Young, educated, but inexperienced, I convinced myself that if I could go through 5 years of living in the cold, wet, and inconsistent British weather, moving house 5 times from one side of London to the next, often strapped for cash, almost deregistered, working part-time as a waitress, writing a thesis in addition to navigating a long distance relationship – I should be prepared for just about anything.
I was no longer a girl but a woman. A woman who has been given much. A woman of which much was now required. For years I have lived in the shadows of being a student but now it dawned on me that being woman was an extraordinary job, parallel to being super human. As I reflect on my transition from a girl to being woman, there are many pressures that often restricted me – religion, sexism, colorism, inequality, being too fat, being too skinny, being seen as a sex symbol, and fear.
Life in a filtered, makeup-plastered world makes normal ugly. With body dissatisfaction so pervasive, it’s easy to think I’m not enough. The obsession with earthly possessions, looking perfect, and the constant need to achieve in order to fill the perceived void of perfection leaves a dearth of spiritual wellness as well as a sense of meaninglessness.
If I continued to pursue this false sense of self, I felt I would have been 6 feet deep, sooner rather than later. So I refused to continue living a life like this.
After all, I’ve accomplished much more than was expected of me, so why did I need validation from a source external to what was within me? Despite many challenges, obstacles, failures, setbacks, and conflicting emotions, I awake every morning to privilege of being a perfect creation of God.
I perform my duties as a wife, an academic, an aunt, a daughter, an entrepreneur, a friend, but I refuse to make these roles place restrictions on my ability.
As I reflect on being woman, the power that resides in me is greater than any opinion or lack that the world wants me to believe is true. This power is not one of dominion or supremacy, but the power of gentleness with myself and others, the power of acceptance of myself, and the power of belief in Christ who strengthens me. No longer do I need validation for being me because being me and being woman is enough.

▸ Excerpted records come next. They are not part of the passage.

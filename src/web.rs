//! HTTP surface of the favorites API. Routes are thin: a bearer check, one or
//! two storage calls, JSON out. All shared process state lives in [`AppState`]
//! and is handed to handlers explicitly.
use crate::identity::{Credentials, IdentityVerifier};
use crate::settings::Settings;
use crate::storage;
use crate::tokens::TokenIssuer;
use crate::uploads::FileStore;
use axum::extract::{DefaultBodyLimit, Form, Multipart, Query, State};
use axum::http::{HeaderMap, StatusCode};
use axum::response::{IntoResponse, Response};
use axum::routing::{get, post, put};
use axum::{Json, Router};
use miette::IntoDiagnostic;
use sea_orm::DatabaseConnection;
use serde::{Deserialize, Serialize};
use serde_json::json;
use std::net::SocketAddr;
use std::sync::Arc;
use tower_http::cors::CorsLayer;
use tower_http::services::ServeDir;

#[derive(Clone)]
pub struct AppState {
    pub settings: Arc<Settings>,
    pub db: DatabaseConnection,
    pub tokens: TokenIssuer,
    pub verifier: Arc<dyn IdentityVerifier>,
    pub files: FileStore,
}

pub fn router(state: AppState) -> Router {
    let max_body = state.settings.uploads.max_bytes;
    let uploads_dir = state.settings.uploads.dir.clone();

    Router::new()
        .route("/", get(home))
        .route("/api/auth", post(auth))
        .route("/api/update", put(update_profile))
        // Route name (including the typo) is what deployed clients call
        .route("/api/toogle_favorites", post(toggle_favorite))
        .route("/api/check_favorite", get(check_favorite))
        .route("/api/favorites", get(get_favorites))
        .route("/api/upload", post(upload_picture))
        .nest_service("/uploads", ServeDir::new(uploads_dir))
        .layer(DefaultBodyLimit::max(max_body))
        .layer(CorsLayer::permissive())
        .with_state(state)
}

pub async fn serve(
    settings: Settings,
    db: DatabaseConnection,
    tokens: TokenIssuer,
    verifier: Arc<dyn IdentityVerifier>,
    files: FileStore,
) -> miette::Result<()> {
    let state = AppState {
        settings: Arc::new(settings),
        db,
        tokens,
        verifier,
        files,
    };

    let addr: SocketAddr = format!(
        "{}:{}",
        state.settings.server.host, state.settings.server.port
    )
    .parse()
    .map_err(|e| miette::miette!("bad listen addr: {e}"))?;

    let app = router(state);

    tracing::info!(%addr, "API listening");
    let listener = tokio::net::TcpListener::bind(addr).await.into_diagnostic()?;
    axum::serve(listener, app).await.into_diagnostic()?;
    Ok(())
}

async fn home() -> &'static str {
    "Home"
}

/// Resolves the caller from the `Authorization: Bearer` header, or produces
/// the 401 response to send back.
fn authenticate(state: &AppState, headers: &HeaderMap) -> Result<i32, Response> {
    let token = headers
        .get(axum::http::header::AUTHORIZATION)
        .and_then(|h| h.to_str().ok())
        .and_then(|s| s.strip_prefix("Bearer "))
        .ok_or_else(|| {
            (
                StatusCode::UNAUTHORIZED,
                Json(
                    json!({"error": "missing_token", "error_description": "Bearer token required"}),
                ),
            )
                .into_response()
        })?;

    state.tokens.verify(token).map_err(|_| {
        (
            StatusCode::UNAUTHORIZED,
            Json(
                json!({"error": "invalid_token", "error_description": "Invalid or expired token"}),
            ),
        )
            .into_response()
    })
}

fn internal_error(err: impl std::fmt::Display) -> Response {
    tracing::error!("request failed: {err}");
    (
        StatusCode::INTERNAL_SERVER_ERROR,
        Json(json!({"error": err.to_string()})),
    )
        .into_response()
}

#[derive(Debug, Deserialize)]
struct AuthRequest {
    username: Option<String>,
    email: Option<String>,
    phone: Option<String>,
}

/// POST /api/auth - combined signup/login keyed on email
async fn auth(State(state): State<AppState>, Json(req): Json<AuthRequest>) -> Response {
    let (username, email) = match (req.username, req.email) {
        (Some(u), Some(e)) if !u.is_empty() && !e.is_empty() => (u, e),
        _ => {
            return (
                StatusCode::BAD_REQUEST,
                Json(json!({"message": "Fill all fields"})),
            )
                .into_response();
        }
    };

    let existing = match storage::get_user_by_email(&state.db, &email).await {
        Ok(user) => user,
        Err(e) => return internal_error(e),
    };

    if let Some(user) = existing {
        let supplied = Credentials { username, email };
        if !state.verifier.verify(&user, &supplied) {
            return (
                StatusCode::BAD_REQUEST,
                Json(json!({"message": "Invalid credentials"})),
            )
                .into_response();
        }

        let token = match state.tokens.issue(user.id) {
            Ok(t) => t,
            Err(e) => return internal_error(e),
        };
        tracing::debug!(user_id = user.id, "login");
        return (
            StatusCode::OK,
            Json(json!({"message": "Login successful", "access_token": token})),
        )
            .into_response();
    }

    let user = match storage::create_user(&state.db, &username, &email, req.phone).await {
        Ok(u) => u,
        Err(e) if storage::is_unique_violation(&e) => {
            // Fresh email but the username belongs to someone else
            return (
                StatusCode::BAD_REQUEST,
                Json(json!({"message": "Invalid credentials"})),
            )
                .into_response();
        }
        Err(e) => return internal_error(e),
    };

    let token = match state.tokens.issue(user.id) {
        Ok(t) => t,
        Err(e) => return internal_error(e),
    };
    tracing::debug!(user_id = user.id, "signup");
    (
        StatusCode::CREATED,
        Json(json!({"message": "User created successfully", "access_token": token})),
    )
        .into_response()
}

#[derive(Debug, Deserialize)]
struct UpdateForm {
    username: Option<String>,
    email: Option<String>,
    phone: Option<String>,
}

/// PUT /api/update - overwrite any supplied profile fields
async fn update_profile(
    State(state): State<AppState>,
    headers: HeaderMap,
    Form(form): Form<UpdateForm>,
) -> Response {
    let user_id = match authenticate(&state, &headers) {
        Ok(id) => id,
        Err(resp) => return resp,
    };

    let changes = storage::ProfileChanges {
        username: form.username,
        email: form.email,
        phone: form.phone,
    };

    match storage::update_profile(&state.db, user_id, changes).await {
        Ok(Some(user)) => (
            StatusCode::OK,
            Json(json!({
                "message": "User updated successfully",
                "user": {
                    "username": user.username,
                    "email": user.email,
                    "phone": user.phone,
                },
            })),
        )
            .into_response(),
        Ok(None) => (
            StatusCode::NOT_FOUND,
            Json(json!({"message": "User not found"})),
        )
            .into_response(),
        Err(e) => internal_error(e),
    }
}

#[derive(Debug, Deserialize)]
struct ToggleRequest {
    movie_id: i32,
    title: String,
}

/// POST /api/toogle_favorites - insert if absent, delete if present
async fn toggle_favorite(
    State(state): State<AppState>,
    headers: HeaderMap,
    Json(req): Json<ToggleRequest>,
) -> Response {
    let user_id = match authenticate(&state, &headers) {
        Ok(id) => id,
        Err(resp) => return resp,
    };

    match storage::remove_favorite(&state.db, user_id, req.movie_id).await {
        Ok(true) => {
            return (StatusCode::OK, Json(json!({"action": "removed"}))).into_response();
        }
        Ok(false) => {}
        Err(e) => return internal_error(e),
    }

    // Not present: insert. An insert conflict means a concurrent request beat
    // us to it; either way the favorite now exists.
    match storage::add_favorite(&state.db, user_id, req.movie_id, &req.title).await {
        Ok(_) => (StatusCode::OK, Json(json!({"action": "added"}))).into_response(),
        Err(e) => internal_error(e),
    }
}

#[derive(Debug, Deserialize)]
struct CheckFavoriteQuery {
    movie_id: i32,
}

/// GET /api/check_favorite?movie_id=N
async fn check_favorite(
    State(state): State<AppState>,
    headers: HeaderMap,
    Query(q): Query<CheckFavoriteQuery>,
) -> Response {
    let user_id = match authenticate(&state, &headers) {
        Ok(id) => id,
        Err(resp) => return resp,
    };

    match storage::is_favorite(&state.db, user_id, q.movie_id).await {
        Ok(found) => (StatusCode::OK, Json(json!({"is_favorite": found}))).into_response(),
        Err(e) => internal_error(e),
    }
}

/// The `id` here is the movie's identifier, not the favorite row id; that is
/// the shape clients were built against.
#[derive(Debug, Serialize)]
struct FavoriteSummary {
    id: i32,
    title: String,
}

/// GET /api/favorites - the caller's favorites, oldest first
async fn get_favorites(State(state): State<AppState>, headers: HeaderMap) -> Response {
    let user_id = match authenticate(&state, &headers) {
        Ok(id) => id,
        Err(resp) => return resp,
    };

    match storage::list_favorites(&state.db, user_id).await {
        Ok(rows) => {
            let favorites: Vec<FavoriteSummary> = rows
                .into_iter()
                .map(|f| FavoriteSummary {
                    id: f.movie_id,
                    title: f.title,
                })
                .collect();
            (StatusCode::OK, Json(json!({"favorites": favorites}))).into_response()
        }
        Err(e) => internal_error(e),
    }
}

/// POST /api/upload - multipart profile picture, stored under a fresh name
async fn upload_picture(
    State(state): State<AppState>,
    headers: HeaderMap,
    mut multipart: Multipart,
) -> Response {
    let user_id = match authenticate(&state, &headers) {
        Ok(id) => id,
        Err(resp) => return resp,
    };

    let user = match storage::get_user_by_id(&state.db, user_id).await {
        Ok(Some(u)) => u,
        Ok(None) => {
            return (
                StatusCode::NOT_FOUND,
                Json(json!({"error": "User not found"})),
            )
                .into_response();
        }
        Err(e) => return internal_error(e),
    };

    let mut upload: Option<(String, axum::body::Bytes)> = None;
    loop {
        match multipart.next_field().await {
            Ok(Some(field)) => {
                if field.name() != Some("profile_picture") {
                    continue;
                }
                let original = field.file_name().unwrap_or("profile_picture").to_string();
                match field.bytes().await {
                    Ok(bytes) => {
                        upload = Some((original, bytes));
                        break;
                    }
                    Err(e) => {
                        return (StatusCode::BAD_REQUEST, Json(json!({"error": e.to_string()})))
                            .into_response();
                    }
                }
            }
            Ok(None) => break,
            Err(e) => {
                return (StatusCode::BAD_REQUEST, Json(json!({"error": e.to_string()})))
                    .into_response();
            }
        }
    }

    let (original, bytes) = match upload {
        Some((name, bytes)) if !bytes.is_empty() => (name, bytes),
        _ => {
            return (
                StatusCode::BAD_REQUEST,
                Json(json!({"error": "No file uploaded"})),
            )
                .into_response();
        }
    };

    let stored = match state.files.save(&original, &bytes).await {
        Ok(name) => name,
        Err(e) => return internal_error(e),
    };

    let url = format!("{}/uploads/{}", state.settings.public_url(), stored);
    if let Err(e) = storage::set_profile_picture(&state.db, user.id, &url).await {
        return internal_error(e);
    }

    tracing::info!(user_id = user.id, file = %stored, "profile picture uploaded");
    (StatusCode::OK, Json(json!({"profile_picture": url}))).into_response()
}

Womanhood is not defined by how many children one has or the lack thereof. Being woman is living unafraid, knowing you are enough and taking the time to practice self-love. Your worth is not defined by some earthly entity or entities in the form of a man, social media, a boss, a sibling, a parent, a celebrity, or whomever. Being woman is knowing you are beautiful, you are enough, you are worthy, knowing your capabilities, and believing in you. Yes, fear will come, challenges will come, pain will come. Being woman, however, has equipped me to not obey or surrender to life’s crippling darts but to activate the gentle power of self-care and self-love that curates the best version of myself.